11 Kasım 2008 Salı

HODRİ MEYDAN !....
Subject: Re: [e-turkiye.gen.tr] 16147
::: NASIL GELDİK BU HALE ?...
Sayın Arzu Kök!
Nasıl bu hale geldiğimizi soruyorsunuz.
Bu sorunun yanıtını yıllardır veriyorum!
Bana, "dilimde tüy bitti", "sağır sultanlar duydu"!dedirten yanıt şu:
Cumhurbaşkanlarına, Başbakanlara, Milli Eğitim Bakanlarına, İç İşleri Bakanlarına, TBMM Başkanlarına, Genel Kurmay Başkanlarına, Kuvvet Komutanlarına, Belediye Başkanlarına, haliyle, Valilere ve Kaymakamlara da anlatamadığım "yurdu ve milleti özden çok sevme ilkesi" var ya işte sorun bu.
Ben kim miyim?

Bazılarının övdüğü, bazılarının "şov" yapıyor dediği Turgutreis'in Diyojen’i Galip Baran!

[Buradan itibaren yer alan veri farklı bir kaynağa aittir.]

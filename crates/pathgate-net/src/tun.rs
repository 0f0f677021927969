//! Kernel TUN device
//!
//! The gateway terminates a layer-3 TUN interface: egress IP packets are
//! read from it, decrypted ingress packets are written back. Per-peer
//! subnet routes are installed against the interface as peers announce
//! their subnets.

use std::net::Ipv4Addr;

use async_trait::async_trait;
use tracing::{debug, info};

use crate::addr::Ipv4Net;
use crate::error::{NetError, NetResult};

/// Packet interface to the local network. The production implementation
/// is a kernel TUN device; tests substitute [`MemTun`].
#[async_trait]
pub trait TunIo: Send + Sync {
    /// Read one IP packet. Blocks until a packet is available.
    async fn recv(&self, buf: &mut [u8]) -> NetResult<usize>;

    /// Write one IP packet.
    async fn send(&self, buf: &[u8]) -> NetResult<usize>;

    /// Install a kernel route pointing `net` at this interface.
    async fn add_route(&self, net: Ipv4Net) -> NetResult<()>;

    fn name(&self) -> &str;

    fn mtu(&self) -> u16;
}

/// TUN device parameters, filled from the adapter configuration.
#[derive(Debug, Clone)]
pub struct TunConf {
    pub name: String,
    pub addr: Ipv4Addr,
    pub mtu: u16,
    pub tx_qlen: u32,
}

/// Kernel TUN device.
#[cfg(any(target_os = "linux", target_os = "macos"))]
pub struct TunDevice {
    device: tokio::sync::Mutex<::tun::AsyncDevice>,
    name: String,
    mtu: u16,
}

#[cfg(any(target_os = "linux", target_os = "macos"))]
impl TunDevice {
    /// Create and bring up the device: configured name, MTU, TX queue
    /// length, and the single-host address with a /32 mask. Peer subnets
    /// are routed here later via [`TunIo::add_route`].
    pub async fn create(conf: &TunConf) -> NetResult<Self> {
        let mut tun_config = ::tun::Configuration::default();
        tun_config
            .name(&conf.name)
            .address(conf.addr)
            .netmask(Ipv4Addr::new(255, 255, 255, 255))
            .mtu(conf.mtu as i32)
            .up();

        #[cfg(target_os = "linux")]
        tun_config.platform(|platform| {
            platform.packet_information(false);
        });

        let device = ::tun::create_as_async(&tun_config)
            .map_err(|e| NetError::Tun(format!("failed to create tun device: {e}")))?;

        let name = conf.name.clone();
        set_tx_qlen(&name, conf.tx_qlen).await?;
        info!(%name, addr = %conf.addr, mtu = conf.mtu, "created tun device");

        Ok(Self {
            device: tokio::sync::Mutex::new(device),
            name,
            mtu: conf.mtu,
        })
    }
}

#[cfg(any(target_os = "linux", target_os = "macos"))]
async fn set_tx_qlen(name: &str, qlen: u32) -> NetResult<()> {
    let output = tokio::process::Command::new("ip")
        .args(["link", "set", "dev", name, "txqueuelen", &qlen.to_string()])
        .output()
        .await
        .map_err(|e| NetError::Tun(format!("ip link: {e}")))?;
    if !output.status.success() {
        return Err(NetError::Tun(format!(
            "ip link set txqueuelen failed: {}",
            String::from_utf8_lossy(&output.stderr).trim()
        )));
    }
    Ok(())
}

#[cfg(any(target_os = "linux", target_os = "macos"))]
#[async_trait]
impl TunIo for TunDevice {
    async fn recv(&self, buf: &mut [u8]) -> NetResult<usize> {
        use tokio::io::AsyncReadExt;
        let mut device = self.device.lock().await;
        let n = device
            .read(buf)
            .await
            .map_err(|e| NetError::Tun(format!("failed to read from tun: {e}")))?;
        Ok(n)
    }

    async fn send(&self, buf: &[u8]) -> NetResult<usize> {
        use tokio::io::AsyncWriteExt;
        let mut device = self.device.lock().await;
        let n = device
            .write(buf)
            .await
            .map_err(|e| NetError::Tun(format!("failed to write to tun: {e}")))?;
        Ok(n)
    }

    async fn add_route(&self, net: Ipv4Net) -> NetResult<()> {
        let output = tokio::process::Command::new("ip")
            .args(["route", "add", &net.to_string(), "dev", &self.name])
            .output()
            .await
            .map_err(|e| NetError::Tun(format!("ip route: {e}")))?;
        if !output.status.success() {
            return Err(NetError::Tun(format!(
                "ip route add {net} failed: {}",
                String::from_utf8_lossy(&output.stderr).trim()
            )));
        }
        info!(%net, dev = %self.name, "added route to tun");
        Ok(())
    }

    fn name(&self) -> &str {
        &self.name
    }

    fn mtu(&self) -> u16 {
        self.mtu
    }
}

/// Channel-backed [`TunIo`] double for tests: packets injected with
/// [`MemTun::inject`] come out of `recv`, packets the gateway sends are
/// observable through [`MemTun::written`], installed routes are recorded.
pub struct MemTun {
    mtu: u16,
    rx: tokio::sync::Mutex<tokio::sync::mpsc::UnboundedReceiver<Vec<u8>>>,
    inject_tx: tokio::sync::mpsc::UnboundedSender<Vec<u8>>,
    out_tx: tokio::sync::mpsc::UnboundedSender<Vec<u8>>,
    out_rx: tokio::sync::Mutex<tokio::sync::mpsc::UnboundedReceiver<Vec<u8>>>,
    routes: std::sync::Mutex<Vec<Ipv4Net>>,
}

impl MemTun {
    pub fn new(mtu: u16) -> Self {
        let (inject_tx, rx) = tokio::sync::mpsc::unbounded_channel();
        let (out_tx, out_rx) = tokio::sync::mpsc::unbounded_channel();
        Self {
            mtu,
            rx: tokio::sync::Mutex::new(rx),
            inject_tx,
            out_tx,
            out_rx: tokio::sync::Mutex::new(out_rx),
            routes: std::sync::Mutex::new(Vec::new()),
        }
    }

    /// Feed a packet into the gateway as if the kernel delivered it.
    pub fn inject(&self, pkt: Vec<u8>) {
        let _ = self.inject_tx.send(pkt);
    }

    /// Next packet the gateway wrote towards the kernel.
    pub async fn written(&self) -> Option<Vec<u8>> {
        self.out_rx.lock().await.recv().await
    }

    /// Routes installed so far.
    pub fn routes(&self) -> Vec<Ipv4Net> {
        self.routes.lock().unwrap().clone()
    }
}

#[async_trait]
impl TunIo for MemTun {
    async fn recv(&self, buf: &mut [u8]) -> NetResult<usize> {
        let pkt = self.rx.lock().await.recv().await.ok_or_else(|| {
            NetError::Tun("mem tun closed".to_string())
        })?;
        let n = pkt.len().min(buf.len());
        buf[..n].copy_from_slice(&pkt[..n]);
        Ok(n)
    }

    async fn send(&self, buf: &[u8]) -> NetResult<usize> {
        debug!(len = buf.len(), "mem tun write");
        let _ = self.out_tx.send(buf.to_vec());
        Ok(buf.len())
    }

    async fn add_route(&self, net: Ipv4Net) -> NetResult<()> {
        self.routes.lock().unwrap().push(net);
        Ok(())
    }

    fn name(&self) -> &str {
        "memtun"
    }

    fn mtu(&self) -> u16 {
        self.mtu
    }
}
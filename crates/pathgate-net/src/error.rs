//! Network-layer errors

use thiserror::Error;

/// Errors raised by the path-aware network layer
#[derive(Debug, Error)]
pub enum NetError {
    /// Malformed textual address
    #[error("invalid address '{input}': {reason}")]
    InvalidAddress { input: String, reason: String },

    /// Datagram socket failure
    #[error("socket error: {0}")]
    Socket(#[from] std::io::Error),

    /// Destination is not reachable through this network handle
    #[error("unreachable address: {0}")]
    Unreachable(String),

    /// Datagram did not carry a well-formed network header
    #[error("malformed datagram: {0}")]
    MalformedDatagram(String),

    /// No path segment satisfies the query
    #[error("no matching path segment: {0}")]
    NoSegment(String),

    /// Path or segment database could not be loaded
    #[error("path database error: {0}")]
    Database(String),

    /// TUN device failure
    #[error("tun device error: {0}")]
    Tun(String),
}

/// Result alias for network operations
pub type NetResult<T> = Result<T, NetError>;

Yeri gelmişken, ben kendisini sütten çıkmış ak kaşık gibi görenleri, özellikle de yukarıda sayılan makamları devletten maaş da alarak işgal edenleri "YURDU VE MİLLETİ ÖZDEN ÇOK SEVME YARIŞINA” davet ediyorum!..

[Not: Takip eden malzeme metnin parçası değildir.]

//! Adapter implementations

pub mod ip;
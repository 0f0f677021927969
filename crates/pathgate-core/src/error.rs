//! Core errors

use std::net::Ipv4Addr;

use thiserror::Error;

use pathgate_crypto::CryptoError;
use pathgate_net::{IsdAs, NetError};

/// Errors raised by the peer channel and the gateway
#[derive(Debug, Error)]
pub enum CoreError {
    /// Endpoint used before the crypto handshake completed
    #[error("crypto handshake not yet complete")]
    HandshakePending,

    /// Write attempted while the peer migrates to another path. Not a
    /// failure: the caller drops the current send and carries on.
    #[error("peer is migrating")]
    Migrating,

    /// Path lookup produced no candidate paths
    #[error("no paths to remote")]
    NoPaths,

    /// No route entry covers the destination address
    #[error("no remote gateway for {0}")]
    NoRoute(Ipv4Addr),

    /// Egress packet is not IPv4
    #[error("unsupported IP protocol version in egress packet: {0}")]
    UnsupportedIp(u8),

    /// Malformed wire message
    #[error("message decode: {0}")]
    Decode(String),

    /// Message could not be serialized
    #[error("message encode: {0}")]
    Encode(String),

    /// Key-derivation service unreachable or out of deadline
    #[error("drkey unavailable: {0}")]
    DrkeyUnavailable(String),

    /// Source AS has no configured peer
    #[error("unknown peer {0}")]
    UnknownPeer(IsdAs),

    /// Configuration file rejected
    #[error("configuration: {0}")]
    Config(String),

    #[error(transparent)]
    Crypto(#[from] CryptoError),

    #[error(transparent)]
    Net(#[from] NetError),
}

/// Result alias for core operations
pub type CoreResult<T> = Result<T, CoreError>;
//! Control-plane message codec
//!
//! Every control datagram carries exactly one [`Message`], serialized
//! with a self-describing tag so receivers dispatch on the variant.
//! Handshake messages travel in the clear (the public key is bound to
//! the DRKey-derived authentication key by its CMAC tag); everything
//! else flows over the encrypted control channel.

use bytes::BytesMut;
use serde::{Deserialize, Serialize};
use tracing::error;

use pathgate_net::{Ipv4Net, PathAddr, PathConn, PathSegment};

use crate::econn::EConn;
use crate::error::{CoreError, CoreResult};
use crate::MAX_MTU;

/// Control messages exchanged between gateways.
#[derive(Debug, Clone, PartialEq, Serialize, Deserialize)]
pub enum Message {
    /// Liveness ping on the current path.
    KeepAlive,
    /// Handshake opener: the sender's authenticated DH public key and
    /// the ports its ingress endpoints listen on.
    HandshakeRequest {
        pub_key: [u8; 32],
        pub_key_tag: [u8; 16],
        ctrl_port: u16,
        data_port: u16,
    },
    /// Acknowledges a processed handshake request.
    HandshakeResponse,
    /// Up-segment towards the rendezvous AS, for hidden-path
    /// construction on the receiving side.
    HiddenPathRequest { segment: PathSegment },
    /// Adapter configuration: the subnet living behind the sender.
    Conf { subnet: Ipv4Net },
}

impl Message {
    pub fn encode(&self) -> CoreResult<Vec<u8>> {
        bincode::serialize(self).map_err(|e| CoreError::Encode(e.to_string()))
    }

    pub fn decode(buf: &[u8]) -> CoreResult<Self> {
        bincode::deserialize(buf).map_err(|e| CoreError::Decode(e.to_string()))
    }

    /// Variant name, for dispatch logging.
    pub fn kind(&self) -> &'static str {
        match self {
            Message::KeepAlive => "KeepAlive",
            Message::HandshakeRequest { .. } => "HandshakeRequest",
            Message::HandshakeResponse => "HandshakeResponse",
            Message::HiddenPathRequest { .. } => "HiddenPathRequest",
            Message::Conf { .. } => "Conf",
        }
    }
}

/// Receive one plaintext message.
pub async fn read_msg(conn: &dyn PathConn) -> CoreResult<(Message, PathAddr)> {
    let mut buf = vec![0u8; MAX_MTU];
    let (n, from) = conn.recv_from(&mut buf).await?;
    let msg = Message::decode(&buf[..n])?;
    Ok((msg, from))
}

/// Receive one message from the encrypted control channel.
pub async fn read_msg_encrypted(econn: &EConn) -> CoreResult<(Message, PathAddr)> {
    let mut buf = vec![0u8; MAX_MTU];
    let (n, from) = econn.read_from(&mut buf).await?;
    let msg = Message::decode(&buf[..n])?;
    Ok((msg, from))
}

/// Send one plaintext message over `conn`.
pub async fn write_msg_plain(msg: &Message, conn: &dyn PathConn) -> CoreResult<()> {
    let encoded = msg.encode()?;
    let n = conn.send(&encoded).await?;
    if n < encoded.len() {
        error!(required = encoded.len(), sent = n, "message truncated on send");
    }
    Ok(())
}

/// Send one message over an encrypted endpoint.
pub async fn write_msg(msg: &Message, econn: &EConn) -> CoreResult<()> {
    let encoded = msg.encode()?;
    let mut buf = BytesMut::from(&encoded[..]);
    econn.write(&mut buf).await?;
    Ok(())
}

#[cfg(test)]
mod tests {
    use super::*;

    fn sample_messages() -> Vec<Message> {
        vec![
            Message::KeepAlive,
            Message::HandshakeRequest {
                pub_key: [7u8; 32],
                pub_key_tag: [9u8; 16],
                ctrl_port: 40001,
                data_port: 40002,
            },
            Message::HandshakeResponse,
            Message::HiddenPathRequest {
                segment: PathSegment {
                    interfaces: vec![
                        "1-ff00:0:110#1".parse().unwrap(),
                        "1-ff00:0:199#2".parse().unwrap(),
                    ],
                },
            },
            Message::Conf {
                subnet: "10.10.0.0/24".parse().unwrap(),
            },
        ]
    }

    #[test]
    fn all_variants_roundtrip() {
        for msg in sample_messages() {
            let encoded = msg.encode().unwrap();
            assert!(encoded.len() <= MAX_MTU);
            let decoded = Message::decode(&encoded).unwrap();
            assert_eq!(decoded, msg);
        }
    }

    #[test]
    fn variants_encode_distinctly() {
        let encodings: Vec<Vec<u8>> = sample_messages()
            .iter()
            .map(|m| m.encode().unwrap())
            .collect();
        for (i, a) in encodings.iter().enumerate() {
            for b in encodings.iter().skip(i + 1) {
                assert_ne!(a, b);
            }
        }
    }

    #[test]
    fn malformed_frames_are_rejected() {
        assert!(Message::decode(&[]).is_err());
        assert!(Message::decode(&[0xff; 40]).is_err());
    }
}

Varsa yurdu ve milleti özden çok sevdiğini sanan program yapımcıları ve TV Kanallarını da böyle bir yarışma düzenlemeye çağırıyorum!

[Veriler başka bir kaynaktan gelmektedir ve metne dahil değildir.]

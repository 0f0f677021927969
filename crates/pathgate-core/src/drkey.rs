//! DRKey facade
//!
//! Per-peer view of the key-derivation service. The initiator of a
//! handshake authenticates with the host-to-host key for the
//! local-to-remote direction; the responder fetches the matching
//! AS-to-AS delegation secret and derives the same host key locally.
//! Both lookups run under a hard deadline so a dead key service cannot
//! wedge a handshake forever.

use std::sync::Arc;
use std::time::Duration;

use tokio::time::timeout;

use pathgate_crypto::{
    derive_delegated, DrkeyKey, KeyService, KeyType, Lvl2Meta, PROTOCOL_PISKES,
};
use pathgate_net::PathAddr;

use crate::error::{CoreError, CoreResult};

/// Deadline for every key service lookup.
pub const DRKEY_TIMEOUT: Duration = Duration::from_secs(10);

/// Key lookups for one peer session.
pub struct DrkeyMgr {
    service: Arc<dyn KeyService>,
    meta_client: Lvl2Meta,
    meta_server: Lvl2Meta,
}

impl DrkeyMgr {
    pub fn new(service: Arc<dyn KeyService>, local: &PathAddr, remote: &PathAddr) -> Self {
        Self {
            service,
            meta_client: Lvl2Meta {
                key_type: KeyType::Host2Host,
                protocol: PROTOCOL_PISKES.to_string(),
                src_ia: local.ia,
                dst_ia: remote.ia,
                src_host: Some(local.host.ip()),
                dst_host: Some(remote.host.ip()),
            },
            meta_server: Lvl2Meta {
                key_type: KeyType::Host2Host,
                protocol: PROTOCOL_PISKES.to_string(),
                src_ia: remote.ia,
                dst_ia: local.ia,
                src_host: Some(remote.host.ip()),
                dst_host: Some(local.host.ip()),
            },
        }
    }

    async fn lookup(&self, meta: &Lvl2Meta) -> CoreResult<DrkeyKey> {
        timeout(DRKEY_TIMEOUT, self.service.lvl2_key(meta))
            .await
            .map_err(|_| CoreError::DrkeyUnavailable("deadline exceeded".to_string()))?
            .map_err(|e| CoreError::DrkeyUnavailable(e.to_string()))
    }

    /// Authentication key for sending a handshake request.
    pub async fn client_host_key(&self) -> CoreResult<DrkeyKey> {
        self.lookup(&self.meta_client).await
    }

    /// Authentication key for verifying a received handshake request:
    /// the remote-to-local delegation secret, with the host key derived
    /// locally.
    pub async fn server_host_key(&self) -> CoreResult<DrkeyKey> {
        let ds_meta = Lvl2Meta {
            key_type: KeyType::As2As,
            protocol: self.meta_server.protocol.clone(),
            src_ia: self.meta_server.src_ia,
            dst_ia: self.meta_server.dst_ia,
            src_host: None,
            dst_host: None,
        };
        let ds = self.lookup(&ds_meta).await?;
        let (src, dst) = match (self.meta_server.src_host, self.meta_server.dst_host) {
            (Some(s), Some(d)) => (s, d),
            _ => {
                return Err(CoreError::DrkeyUnavailable(
                    "peer metadata lacks host addresses".to_string(),
                ))
            }
        };
        Ok(derive_delegated(&ds, src, dst))
    }
}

Ayrıca, böyle bir program yapacak kanalın Reyting Rekoru kıracağına kalıbımı basarım!
Yanlış anlamadınız.
Bugünkü ve Yaşayan Cumhurbaşkanlarını, Başbakanlarını, TBMM Başkanlarını, hasılı yukarda sayılan ve devletten hala kıyak maaşlar alan, eski yeni devlet adamlarına; ticaret erbabına ve Doğuş Holdingi başta olmak üzere tüm para babalarına; bana, umursamazlıklarıyla, çıkardıkları engellerle, benimle dalga geçişleriyle, gözaltına alışlarıyla Bilinç Üniversitesini kurduran "özümden çok sevdiğim" herkese

MEYDAN OKUYORUM!...
HODRİ MEYDANNNNNNNNNNNNNNNNNNNNNNNNNNNNNNNN!
GALİP BARAN
Sana da..... Sayın ve kadim dost Mustafa Nevruz SINACI, SANA DA!
***
Original Message:…

From: arzu kok, Sent: Monday, November 10, 2008 4:52 PM
Subject: [e-turkiye.gen.tr] 16147 NASIL GELDİK BU HALE?...
NASIL GELDİK BU HALE?...
ARZU KÖK
Türkiye'nin en büyük derdi nedir acaba? Şöyle oturup bir düşünsek saymakla bitiremeyiz heralde. Ama önce sayıp sonra sıralamak gerekiyor sanırım. Mesela sayalım: "Terör mü, irtica mı, bölücülük mü, fakirlik mi, işsizlik mi?" yoksa "Ciddiyetsizlik mi, disiplinsizlik mi, plansızlık mı, programsızlık mı?" Ve daha bir çoğu... Ama bunların arasında biri var ki son günlerde gündemimizi sürekli meşgul eden "ahlaksızlık." Hele ki seks manyaklığı aldı başını gitti. Aklıma geldi de ülkeye şeriat getirmeye çalışanların istediği gibi bir şeriat devleti olsaydık sanırım ülkenin yarısı uzuv'suz kalacaktı. Yazık!...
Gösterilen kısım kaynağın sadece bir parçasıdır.